Three litters of 20 Wistar rat pups each were maintained until age 6 days at which time only the 4 lightest and 4 heaviest pups from each litter were left with the mother until age 13 days. Three control litters of eight pups each were also maintained for 13 days. At that time, the undernourished light pups showed body weight, cerebellar weight, and cerebellar DNA, respectively, of 79.2%, 86.6%, and 90.4% compared with a "combined control" group consisting of control pups plus undernourished heavy pups which were statistically indistinguishable with regard to these three measurements. After the week of "catch-up" or restorative body and brain growth, activities of enzymes from metabolic pathways leading to pyrimidine and nucleic acid biosynthesis were measured in cerebella from all three groups (control, undernourished heavy, and undernourished light).

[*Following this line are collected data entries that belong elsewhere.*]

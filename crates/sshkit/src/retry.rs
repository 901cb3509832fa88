//! Login retry loop.

use crate::error::{Error, Result};
use crate::types::RetryConfig;
use std::thread;

/// Callback trait for retry progress notifications.
pub trait RetryCallback: Send + Sync {
    /// Called after every failed attempt that will be retried.
    ///
    /// # Arguments
    /// * `host` - Host being contacted
    /// * `attempt` - Attempt that just failed (1-indexed)
    /// * `max_attempts` - Maximum number of attempts
    /// * `error` - The error that triggered the retry
    /// * `delay_secs` - Seconds until next attempt
    fn on_retry(&self, host: &str, attempt: u32, max_attempts: u32, error: &Error, delay_secs: u64);
}

/// No-op callback that does nothing.
pub struct NoCallback;

impl RetryCallback for NoCallback {
    fn on_retry(&self, _host: &str, _attempt: u32, _max: u32, _error: &Error, _delay: u64) {}
}

/// Callback that writes retry information to the `log` facade.
pub struct LogCallback;

impl RetryCallback for LogCallback {
    fn on_retry(&self, host: &str, attempt: u32, max_attempts: u32, error: &Error, delay_secs: u64) {
        log::warn!(
            "{}: attempt {}/{} failed: {}. Retrying in {}s...",
            host,
            attempt,
            max_attempts,
            error,
            delay_secs
        );
    }
}

/// Run `operation` until it succeeds, retrying retryable errors.
///
/// The closure receives the 1-indexed attempt number. On success the value
/// is returned with the number of attempts used. A non-retryable error is
/// returned as-is; running out of attempts yields
/// [`Error::ConnectionExhausted`].
pub fn with_retry<T, F>(
    host: &str,
    config: &RetryConfig,
    callback: Option<&dyn RetryCallback>,
    mut operation: F,
) -> Result<(T, u32)>
where
    F: FnMut(u32) -> Result<T>,
{
    let max_attempts = config.max_attempts.max(1);
    let mut last_error = String::new();

    for attempt in 0..max_attempts {
        let number = attempt + 1;
        match operation(number) {
            Ok(value) => {
                log::debug!("{}: login attempt {}/{} succeeded", host, number, max_attempts);
                return Ok((value, number));
            }
            Err(e) => {
                log::debug!("{}: login attempt {}/{} failed: {}", host, number, max_attempts, e);

                if !e.is_retryable() {
                    return Err(e);
                }

                last_error = e.to_string();

                if number >= max_attempts {
                    break;
                }

                let delay = config.delay_for_attempt(attempt);
                if let Some(cb) = callback {
                    cb.on_retry(host, number, max_attempts, &e, delay.as_secs());
                }
                thread::sleep(delay);
            }
        }
    }

    Err(Error::ConnectionExhausted {
        host: host.to_string(),
        attempts: max_attempts,
        last_error,
    })
}

#[cfg(test)]
mod tests {
    use super::*;
    use std::cell::Cell;
    use std::time::Duration;

    fn fast(max_attempts: u32) -> RetryConfig {
        RetryConfig::fixed(max_attempts, Duration::ZERO)
    }

    fn refused() -> Error {
        Error::Connect {
            host: "h".into(),
            message: "connection refused".into(),
        }
    }

    #[test]
    fn test_success_first_try() {
        let (value, attempts) = with_retry("h", &fast(3), None, |_| Ok::<_, Error>(42)).unwrap();
        assert_eq!(value, 42);
        assert_eq!(attempts, 1);
    }

    #[test]
    fn test_eventual_success_counts_attempts() {
        let calls = Cell::new(0);
        let (_, attempts) = with_retry("h", &fast(5), None, |_| {
            calls.set(calls.get() + 1);
            if calls.get() <= 3 { Err(refused()) } else { Ok(()) }
        })
        .unwrap();
        assert_eq!(attempts, 4);
    }

    #[test]
    fn test_exhaustion() {
        let calls = Cell::new(0);
        let err = with_retry("h", &fast(3), None, |_| -> Result<()> {
            calls.set(calls.get() + 1);
            Err(refused())
        })
        .unwrap_err();

        assert_eq!(calls.get(), 3);
        match err {
            Error::ConnectionExhausted {
                attempts,
                last_error,
                ..
            } => {
                assert_eq!(attempts, 3);
                assert!(last_error.contains("connection refused"));
            }
            other => panic!("unexpected error: {other}"),
        }
    }

    #[test]
    fn test_non_retryable_error_stops_immediately() {
        let calls = Cell::new(0);
        let err = with_retry("h", &fast(5), None, |_| -> Result<()> {
            calls.set(calls.get() + 1);
            Err(Error::InvalidKey("not a PEM".into()))
        })
        .unwrap_err();

        assert_eq!(calls.get(), 1);
        assert!(matches!(err, Error::InvalidKey(_)));
    }
}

The salvage pathway enzyme thymidine kinase (TK) and the inter-conversion pathway enzyme thymidylate synthetase (TS) in the undernourished light group showed significant elevations of 32% and 11%, respectively, above activity in the combined control group. The salvage pathway enzyme uridine kinase (UK) and the de novo pathway enzyme aspartate transcarbamylase were not significantly different in cerebella from these two groups. The significant elevation in TK and TS in undernourished pups suggest that these enzymes are critical for restorative brain growth. The significant elevation of TS indicates that the inter-conversion pathway converting available uridylate, a ribonucleotide, to thymidylate, a deoxyribonucleotide, is activated in order to augment DNA biosynthesis.